Montgomery, Rennie & Jonson, L.P.A., and George D. Jonson, for respondent.

{¶ 34} Having reviewed the record, including the circumstances of Leksan’s misconduct as well as the aggravating and mitigating factors found by the board, we agree that an indefinite suspension is the appropriate sanction in this case. We have imposed indefinite suspensions for similar instances of misconduct involving the misappropriation of client funds. See, e.g., Akron Bar Assn. v. Smithem, 125 Ohio St.3d 72, 2010-Ohio-652, 926 N.E.2d 274 (indefinitely suspending an attorney for converting client funds on more than 30 separate occasions and for depositing more than $100,000 in client retainers into her personal bank account rather than her firm’s trust account; mitigating factors included more than 20 years of practice without disciplinary violations, cooperation in the disciplinary proceedings, an agreement to make full restitution, and gambling and alcohol addictions that were causally related to the attorney’s misconduct).

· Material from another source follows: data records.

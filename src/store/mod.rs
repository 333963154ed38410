// ============================================================================
// Store Layer - In-Process Document Store
// ============================================================================
//
// A single explicit store handle, passed to the engine and reporting layers
// at construction. Writes go through `MemoryStore::transaction`, which
// commits a working copy only when the closure succeeds, so every engine
// operation is all-or-nothing across orders, products, and the audit log.
//
// ============================================================================

pub mod memory;

// Re-export for convenience
pub use memory::*;
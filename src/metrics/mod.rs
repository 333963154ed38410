// Private module declaration
mod server;

use prometheus::{HistogramOpts, HistogramVec, IntCounter, IntCounterVec, Opts, Registry};

// Re-export for public API
pub use server::start_metrics_server;

// ============================================================================
// Metrics Module - Prometheus metrics for observability
// ============================================================================
//
// Provides metrics for:
// - Engine operations (throughput, latency, failure kinds)
// - Stock movement (units reserved by orders, units restored on cancel)
//
// All metrics are registered with Prometheus and can be scraped via /metrics
// ============================================================================

/// Central metrics registry for the entire application
pub struct Metrics {
    registry: Registry,

    // Engine Metrics
    pub engine_ops_total: IntCounterVec,
    pub engine_ops_failed: IntCounterVec,
    pub engine_op_duration: HistogramVec,

    // Stock Metrics
    pub stock_units_reserved: IntCounter,
    pub stock_units_restored: IntCounter,

    // Order Lifecycle Metrics
    pub orders_created: IntCounter,
    pub orders_cancelled: IntCounter,
}

impl Metrics {
    pub fn new() -> anyhow::Result<Self> {
        let registry = Registry::new();

        // Engine Metrics
        let engine_ops_total = IntCounterVec::new(
            Opts::new("engine_ops_total", "Total engine operations committed"),
            &["operation"],
        )?;
        registry.register(Box::new(engine_ops_total.clone()))?;

        let engine_ops_failed = IntCounterVec::new(
            Opts::new("engine_ops_failed_total", "Total engine operations rejected"),
            &["operation", "kind"],
        )?;
        registry.register(Box::new(engine_ops_failed.clone()))?;

        let engine_op_duration = HistogramVec::new(
            HistogramOpts::new("engine_op_duration_seconds", "Engine operation duration")
                .buckets(vec![0.0001, 0.0005, 0.001, 0.005, 0.01, 0.05, 0.1]),
            &["operation"],
        )?;
        registry.register(Box::new(engine_op_duration.clone()))?;

        // Stock Metrics
        let stock_units_reserved = IntCounter::new(
            "stock_units_reserved_total",
            "Units decremented from the catalog by order creation and item adds",
        )?;
        registry.register(Box::new(stock_units_reserved.clone()))?;

        let stock_units_restored = IntCounter::new(
            "stock_units_restored_total",
            "Units returned to the catalog by order cancellation",
        )?;
        registry.register(Box::new(stock_units_restored.clone()))?;

        // Order Lifecycle Metrics
        let orders_created = IntCounter::new("orders_created_total", "Orders created")?;
        registry.register(Box::new(orders_created.clone()))?;

        let orders_cancelled = IntCounter::new("orders_cancelled_total", "Orders cancelled")?;
        registry.register(Box::new(orders_cancelled.clone()))?;

        Ok(Self {
            registry,
            engine_ops_total,
            engine_ops_failed,
            engine_op_duration,
            stock_units_reserved,
            stock_units_restored,
            orders_created,
            orders_cancelled,
        })
    }

    /// Get the Prometheus registry for exposing metrics via HTTP
    pub fn registry(&self) -> &Registry {
        &self.registry
    }

    /// Helper to record a committed engine operation
    pub fn record_engine_op(&self, operation: &str, duration_secs: f64) {
        self.engine_ops_total.with_label_values(&[operation]).inc();
        self.engine_op_duration
            .with_label_values(&[operation])
            .observe(duration_secs);
    }

    /// Helper to record a rejected engine operation
    pub fn record_engine_failure(&self, operation: &str, kind: &str) {
        self.engine_ops_failed
            .with_label_values(&[operation, kind])
            .inc();
    }

    /// Helper to record stock movement
    pub fn record_stock_reserved(&self, units: u32) {
        self.stock_units_reserved.inc_by(units as u64);
    }

    pub fn record_stock_restored(&self, units: u32) {
        self.stock_units_restored.inc_by(units as u64);
    }
}

// ============================================================================
// Unit Tests
// ============================================================================

#[cfg(test)]
mod tests {
    use super::*;

    #[test]
    fn test_metrics_creation() {
        let metrics = Metrics::new().unwrap();
        assert!(metrics.registry.gather().len() > 0);
    }

    #[test]
    fn test_record_engine_op() {
        let metrics = Metrics::new().unwrap();
        metrics.record_engine_op("create_order", 0.002);

        let gathered = metrics.registry.gather();
        let total = gathered
            .iter()
            .find(|m| m.name() == "engine_ops_total")
            .unwrap();
        assert_eq!(total.metric[0].counter.value, Some(1.0));
    }

    #[test]
    fn test_record_engine_failure() {
        let metrics = Metrics::new().unwrap();
        metrics.record_engine_failure("create_order", "insufficient_stock");
        metrics.record_engine_failure("add_item", "order_not_found");

        let gathered = metrics.registry.gather();
        let failed = gathered
            .iter()
            .find(|m| m.name() == "engine_ops_failed_total")
            .unwrap();
        assert_eq!(failed.metric.len(), 2);
    }

    #[test]
    fn test_record_stock_movement() {
        let metrics = Metrics::new().unwrap();
        metrics.record_stock_reserved(3);
        metrics.record_stock_restored(3);

        let gathered = metrics.registry.gather();
        let restored = gathered
            .iter()
            .find(|m| m.name() == "stock_units_restored_total")
            .unwrap();
        assert_eq!(restored.metric[0].counter.value, Some(3.0));
    }
}
use std::sync::Arc;

use actix::Addr;
use actix_web::{web, HttpResponse, Responder};

use crate::engine::OrderEngineActor;
use crate::reporting::ReportingEngine;
use crate::store::MemoryStore;

// ============================================================================
// API Surface - HTTP Translation Layer
// ============================================================================
//
// Thin request/response translation over the engine, stores, and reporting:
// explicit request schemas, pagination, the response envelope, and the
// identity gate. No business rule lives here; every invariant is enforced
// by the engine inside its own transaction.
//
// ============================================================================

pub mod analytics;
pub mod error;
pub mod identity;
pub mod orders;
pub mod pagination;
pub mod products;
pub mod users;

pub use error::ApiError;

/// Shared handler state, built once in main and injected everywhere.
pub struct AppState {
    pub store: Arc<MemoryStore>,
    pub engine: Addr<OrderEngineActor>,
    pub reports: ReportingEngine,
}

pub fn configure(cfg: &mut web::ServiceConfig) {
    cfg.service(
        web::scope("/api")
            .route("/health", web::get().to(health))
            .service(
                web::scope("/products")
                    .route("", web::get().to(products::list))
                    .route("", web::post().to(products::create))
                    .route("/{id}", web::get().to(products::get))
                    .route("/{id}", web::put().to(products::update))
                    .route("/{id}", web::delete().to(products::delete)),
            )
            .service(
                web::scope("/orders")
                    .route("", web::post().to(orders::create))
                    .route("", web::get().to(orders::list))
                    .route("/my", web::get().to(orders::list_mine))
                    .route("/{id}", web::get().to(orders::get))
                    .route("/{id}", web::delete().to(orders::delete))
                    .route("/{id}/items", web::post().to(orders::add_item))
                    .route("/{id}/items/{product_id}", web::delete().to(orders::remove_item))
                    .route("/{id}/status", web::put().to(orders::update_status))
                    .route("/{id}/cancel", web::put().to(orders::cancel))
                    .route("/{id}/events", web::get().to(orders::events)),
            )
            .service(
                web::scope("/users")
                    .route("", web::post().to(users::register))
                    .route("", web::get().to(users::list)),
            )
            .service(
                web::scope("/analytics")
                    .route("/top-products", web::get().to(analytics::top_products))
                    .route("/revenue-by-country", web::get().to(analytics::revenue_by_country))
                    .route("/revenue-by-month", web::get().to(analytics::revenue_by_month))
                    .route("/customer-segments", web::get().to(analytics::customer_segments))
                    .route("/inventory-turnover", web::get().to(analytics::inventory_turnover)),
            ),
    );
}

async fn health() -> impl Responder {
    HttpResponse::Ok().json(serde_json::json!({
        "success": true,
        "status": "OK",
        "service": "order-engine"
    }))
}

// ============================================================================
// Integration Tests
// ============================================================================
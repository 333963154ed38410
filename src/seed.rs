use anyhow::Context;
use rust_decimal::Decimal;
use uuid::Uuid;

use crate::domain::account::{Role, User};
use crate::domain::catalog::Product;
use crate::domain::order::OrderStatus;
use crate::engine::{LineRequest, OrderEngine};

// ============================================================================
// Demo Seeding
// ============================================================================
//
// Opt-in startup loader: a small retail catalog, an admin and a couple of
// shoppers, and a handful of orders. Orders are driven through the engine
// rather than inserted directly, so seeded data satisfies the same
// invariants as live traffic (derived totals, consistent stock).
//
// ============================================================================

#[derive(Debug)]
pub struct DemoSummary {
    pub admin_user_id: Uuid,
    pub products: usize,
    pub users: usize,
    pub orders: usize,
}

const DEMO_CATALOG: &[(&str, &str, &str, u32)] = &[
    ("85123A", "WHITE HANGING HEART T-LIGHT HOLDER", "2.55", 120),
    ("85099B", "JUMBO BAG RED RETROSPOT", "1.95", 200),
    ("22423", "REGENCY CAKESTAND 3 TIER", "12.75", 40),
    ("47566", "PARTY BUNTING", "4.95", 80),
    ("84879", "ASSORTED COLOUR BIRD ORNAMENT", "1.69", 150),
];

pub fn load_demo_data(engine: &OrderEngine) -> anyhow::Result<DemoSummary> {
    let store = engine.store();

    // Users
    let admin = User::new("admin@example.com", "seeded_no_password", Role::Admin, "UK")
        .context("demo admin")?;
    let alice = User::new("alice@example.com", "seeded_no_password", Role::User, "France")
        .context("demo user")?;
    let bob = User::new("bob@example.com", "seeded_no_password", Role::User, "Germany")
        .context("demo user")?;
    let admin_id = admin.id;
    let alice_id = alice.id;
    let bob_id = bob.id;

    for user in [admin, alice, bob] {
        store
            .transaction(|txn| txn.insert_user(user.clone()))
            .context("seeding user")?;
    }

    // Catalog
    let mut product_ids = Vec::new();
    for &(code, name, price, stock) in DEMO_CATALOG {
        let price: Decimal = price.parse().context("demo price")?;
        let product = Product::new(code, name, price, stock).context("demo product")?;
        product_ids.push(product.id);
        store
            .transaction(|txn| txn.insert_product(product.clone()))
            .context("seeding product")?;
    }

    // Orders, through the engine so stock and totals stay consistent.
    let line = |i: usize, quantity: i64| LineRequest {
        product_id: product_ids[i],
        quantity,
    };

    let paid = engine.create_order(alice_id, &[line(0, 6), line(2, 1)])?;
    engine.update_status(paid.id, OrderStatus::Paid)?;

    let _pending = engine.create_order(bob_id, &[line(1, 10)])?;

    let cancelled = engine.create_order(bob_id, &[line(3, 2), line(4, 12)])?;
    engine.update_status(cancelled.id, OrderStatus::Cancelled)?;

    Ok(DemoSummary {
        admin_user_id: admin_id,
        products: product_ids.len(),
        users: 3,
        orders: 3,
    })
}

// ============================================================================
// Unit Tests
// ============================================================================
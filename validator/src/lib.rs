//! Fluent Bit configuration validator: library behind `fluentbit-validate`.
//!
//! The entry point for embedding is
//! [`application::services::config_validator::FluentBitValidator`], which
//! dry-runs a configuration file and turns Fluent Bit's diagnostics into a
//! [`domain::ValidationError`].

#![cfg_attr(test, allow(clippy::expect_used))]

pub mod app;
pub mod application;
pub mod commands;
pub mod domain;
pub mod infra;
pub mod output;
//! Infrastructure implementation of the `CommandRunner` port.
//!
//! `TokioCommandRunner` is the production implementation that uses tokio
//! for async process execution with guaranteed kill on timeout and on
//! cancellation.

use std::ffi::OsString;
use std::io;
use std::path::Path;
use std::process::{Output, Stdio};
use std::time::Duration;

use tokio::io::{AsyncRead, AsyncReadExt};
use tokio::process::Child;

use crate::application::ports::{CommandRunner, ExecContext};
use crate::domain::error::ExecError;

/// Default upper bound for a dry-run when the context carries no timeout.
pub const DEFAULT_CMD_TIMEOUT: Duration = Duration::from_secs(30);

/// Production `CommandRunner` backed by `tokio::process`.
///
/// `tokio::time::timeout` around `.output().await` drops the future but does
/// not kill the OS process on every platform. This implementation uses
/// `tokio::select!` with explicit `child.kill()` so the child is terminated
/// on timeout and on cancellation.
///
/// On Unix the child's stdout and stderr share one pipe, so the captured
/// `Output::stdout` holds both streams in write order and `Output::stderr`
/// is empty. Elsewhere the streams are captured separately.
pub struct TokioCommandRunner {
    timeout: Duration,
}

impl TokioCommandRunner {
    #[must_use]
    pub fn new(timeout: Duration) -> Self {
        Self { timeout }
    }
}

impl Default for TokioCommandRunner {
    fn default() -> Self {
        Self::new(DEFAULT_CMD_TIMEOUT)
    }
}

impl CommandRunner for TokioCommandRunner {
    async fn run(
        &self,
        program: &Path,
        args: &[OsString],
        ctx: &ExecContext,
    ) -> Result<Output, ExecError> {
        let name = program.display().to_string();
        let timeout = ctx.timeout.unwrap_or(self.timeout);

        let (mut child, mut capture) =
            spawn_captured(program, args).map_err(|source| ExecError::Spawn {
                program: name.clone(),
                source,
            })?;

        tokio::select! {
            result = async {
                let (status, (stdout, stderr)) = tokio::join!(child.wait(), capture.drain());
                let status = status.map_err(|source| ExecError::Wait {
                    program: name.clone(),
                    source,
                })?;
                Ok::<Output, ExecError>(Output { status, stdout, stderr })
            } => result,
            () = tokio::time::sleep(timeout) => {
                let _ = child.kill().await;
                Err(ExecError::TimedOut { program: name, timeout })
            }
            () = ctx.cancel.cancelled() => {
                let _ = child.kill().await;
                Err(ExecError::Cancelled { program: name })
            }
        }
    }
}

/// Read side of the child's output.
enum Capture {
    /// Both streams through one pipe.
    #[cfg(unix)]
    Combined(tokio::net::unix::pipe::Receiver),
    /// One pipe per stream.
    #[cfg_attr(unix, allow(dead_code))]
    Split {
        stdout: Option<tokio::process::ChildStdout>,
        stderr: Option<tokio::process::ChildStderr>,
    },
}

impl Capture {
    /// Read to end; returns `(stdout, stderr)`.
    async fn drain(&mut self) -> (Vec<u8>, Vec<u8>) {
        match self {
            #[cfg(unix)]
            Self::Combined(rx) => (drain(Some(rx)).await, Vec::new()),
            Self::Split { stdout, stderr } => {
                tokio::join!(drain(stdout.as_mut()), drain(stderr.as_mut()))
            }
        }
    }
}

/// Spawn `program` with stdout and stderr writing into the same pipe.
///
/// The `Command` (and with it the parent's copies of the write end) is
/// dropped before returning, so the reader sees EOF once the child and
/// anything it forked have exited.
#[cfg(unix)]
fn spawn_captured(program: &Path, args: &[OsString]) -> io::Result<(Child, Capture)> {
    use std::os::fd::OwnedFd;

    let (reader, writer) = io::pipe()?;
    let child = tokio::process::Command::new(program)
        .args(args)
        .stdin(Stdio::null())
        .stdout(writer.try_clone()?)
        .stderr(writer)
        .kill_on_drop(true)
        .spawn()?;
    let rx = tokio::net::unix::pipe::Receiver::from_owned_fd(OwnedFd::from(reader))?;
    Ok((child, Capture::Combined(rx)))
}

#[cfg(not(unix))]
fn spawn_captured(program: &Path, args: &[OsString]) -> io::Result<(Child, Capture)> {
    let mut child = tokio::process::Command::new(program)
        .args(args)
        .stdin(Stdio::null())
        .stdout(Stdio::piped())
        .stderr(Stdio::piped())
        .kill_on_drop(true)
        .spawn()?;
    let capture = Capture::Split {
        stdout: child.stdout.take(),
        stderr: child.stderr.take(),
    };
    Ok((child, capture))
}

/// Read a child pipe to end; a missing or broken pipe yields what was read.
async fn drain<R: AsyncRead + Unpin>(handle: Option<&mut R>) -> Vec<u8> {
    let mut buf = Vec::new();
    if let Some(h) = handle {
        let _ = h.read_to_end(&mut buf).await;
    }
    buf
}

{¶35} Accordingly, Thomas John Leksan is indefinitely suspended from the practice of law in Ohio, and his reinstatement is conditioned on the submission of proof that he has (1) completed 12 hours of CLE in law-office management in addition to meeting the requirements of Gov.Bar R. X, (2) implemented a system to properly manage client funds in his practice, and (3) complied with his OLAP contract and the recommendations of his treating professionals. Costs are taxed to Leksan.

Judgment accordingly.

O’Connor, C.J., and Pfeifer, O’Donnell, Lanzinger, Kennedy, French, and O’Neill, JJ., concur. 
      
      . Leksan testified at the disciplinary hearing that he is also licensed to practice law in Kentucky.
     
      
      . Leksan testified at the disciplinary hearing that the remaining client could not be located.